Problem details:
In the entries below, find every line holding the string "hifitime" and collect it.
┌─ Data
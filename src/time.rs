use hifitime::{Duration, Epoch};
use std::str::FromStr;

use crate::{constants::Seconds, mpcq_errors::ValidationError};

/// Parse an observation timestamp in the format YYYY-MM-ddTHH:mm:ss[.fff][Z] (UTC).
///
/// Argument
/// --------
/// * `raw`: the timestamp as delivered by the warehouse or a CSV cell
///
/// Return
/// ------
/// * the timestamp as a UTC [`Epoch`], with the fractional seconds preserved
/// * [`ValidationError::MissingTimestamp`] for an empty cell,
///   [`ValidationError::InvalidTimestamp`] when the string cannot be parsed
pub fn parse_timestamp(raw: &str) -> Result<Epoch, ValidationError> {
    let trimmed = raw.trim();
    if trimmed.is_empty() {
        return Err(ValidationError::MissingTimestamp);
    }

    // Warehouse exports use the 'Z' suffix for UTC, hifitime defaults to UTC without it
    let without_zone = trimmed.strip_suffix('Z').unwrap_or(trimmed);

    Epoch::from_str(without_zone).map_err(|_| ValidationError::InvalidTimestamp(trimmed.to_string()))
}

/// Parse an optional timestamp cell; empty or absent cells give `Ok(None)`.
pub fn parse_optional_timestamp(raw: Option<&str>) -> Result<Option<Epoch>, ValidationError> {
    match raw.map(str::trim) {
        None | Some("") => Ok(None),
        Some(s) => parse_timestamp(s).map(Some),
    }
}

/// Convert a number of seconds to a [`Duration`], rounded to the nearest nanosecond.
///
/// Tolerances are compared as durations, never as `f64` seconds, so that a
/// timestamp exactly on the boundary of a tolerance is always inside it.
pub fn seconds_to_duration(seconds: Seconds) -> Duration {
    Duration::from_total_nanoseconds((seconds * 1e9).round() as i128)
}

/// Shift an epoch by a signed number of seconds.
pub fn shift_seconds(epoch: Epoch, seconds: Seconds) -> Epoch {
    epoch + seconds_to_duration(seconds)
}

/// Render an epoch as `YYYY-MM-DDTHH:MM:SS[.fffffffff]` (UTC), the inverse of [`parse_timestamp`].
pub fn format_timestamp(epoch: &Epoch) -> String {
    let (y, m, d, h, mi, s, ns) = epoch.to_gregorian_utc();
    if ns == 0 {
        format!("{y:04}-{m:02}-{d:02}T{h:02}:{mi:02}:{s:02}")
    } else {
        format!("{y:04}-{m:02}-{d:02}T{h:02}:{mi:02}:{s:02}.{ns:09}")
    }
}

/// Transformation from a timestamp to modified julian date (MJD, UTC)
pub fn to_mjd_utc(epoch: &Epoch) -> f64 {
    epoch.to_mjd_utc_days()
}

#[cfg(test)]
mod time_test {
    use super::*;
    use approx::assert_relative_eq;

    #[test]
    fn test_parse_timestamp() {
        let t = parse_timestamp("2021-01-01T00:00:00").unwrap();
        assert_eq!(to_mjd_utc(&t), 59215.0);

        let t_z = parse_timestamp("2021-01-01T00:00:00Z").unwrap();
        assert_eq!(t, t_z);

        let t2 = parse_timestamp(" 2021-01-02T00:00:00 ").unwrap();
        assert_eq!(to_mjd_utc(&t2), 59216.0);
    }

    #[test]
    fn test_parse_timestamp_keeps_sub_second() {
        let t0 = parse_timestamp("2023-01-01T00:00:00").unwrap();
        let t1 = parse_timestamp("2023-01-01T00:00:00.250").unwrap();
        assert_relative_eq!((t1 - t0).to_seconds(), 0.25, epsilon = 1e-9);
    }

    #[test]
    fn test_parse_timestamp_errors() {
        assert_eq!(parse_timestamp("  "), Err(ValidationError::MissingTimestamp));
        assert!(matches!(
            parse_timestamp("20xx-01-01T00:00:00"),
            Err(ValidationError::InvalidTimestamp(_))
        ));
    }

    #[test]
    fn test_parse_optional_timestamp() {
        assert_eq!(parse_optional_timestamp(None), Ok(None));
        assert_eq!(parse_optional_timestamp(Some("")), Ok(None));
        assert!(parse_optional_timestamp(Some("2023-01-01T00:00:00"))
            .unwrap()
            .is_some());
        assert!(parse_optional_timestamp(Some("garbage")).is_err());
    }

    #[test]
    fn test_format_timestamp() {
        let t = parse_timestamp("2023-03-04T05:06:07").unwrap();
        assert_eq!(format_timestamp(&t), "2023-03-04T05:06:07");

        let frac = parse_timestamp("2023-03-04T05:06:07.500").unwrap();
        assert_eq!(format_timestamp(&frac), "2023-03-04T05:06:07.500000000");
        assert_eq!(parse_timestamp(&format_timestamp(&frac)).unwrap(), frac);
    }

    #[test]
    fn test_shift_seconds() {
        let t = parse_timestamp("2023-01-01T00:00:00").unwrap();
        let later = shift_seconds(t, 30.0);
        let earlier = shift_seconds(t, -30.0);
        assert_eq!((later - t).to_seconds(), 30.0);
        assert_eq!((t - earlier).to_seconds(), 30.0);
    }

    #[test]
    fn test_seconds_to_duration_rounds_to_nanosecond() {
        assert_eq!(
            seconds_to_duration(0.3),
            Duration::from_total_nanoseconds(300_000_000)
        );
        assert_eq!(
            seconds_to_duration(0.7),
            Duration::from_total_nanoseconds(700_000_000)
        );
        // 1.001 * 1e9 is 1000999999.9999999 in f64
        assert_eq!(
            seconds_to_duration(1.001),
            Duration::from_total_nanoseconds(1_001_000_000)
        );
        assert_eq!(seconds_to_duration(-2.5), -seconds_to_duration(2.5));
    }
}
└─
Reply to the exercise:
use hifitime::{Duration, Epoch};
    // Warehouse exports use the 'Z' suffix for UTC, hifitime defaults to UTC without it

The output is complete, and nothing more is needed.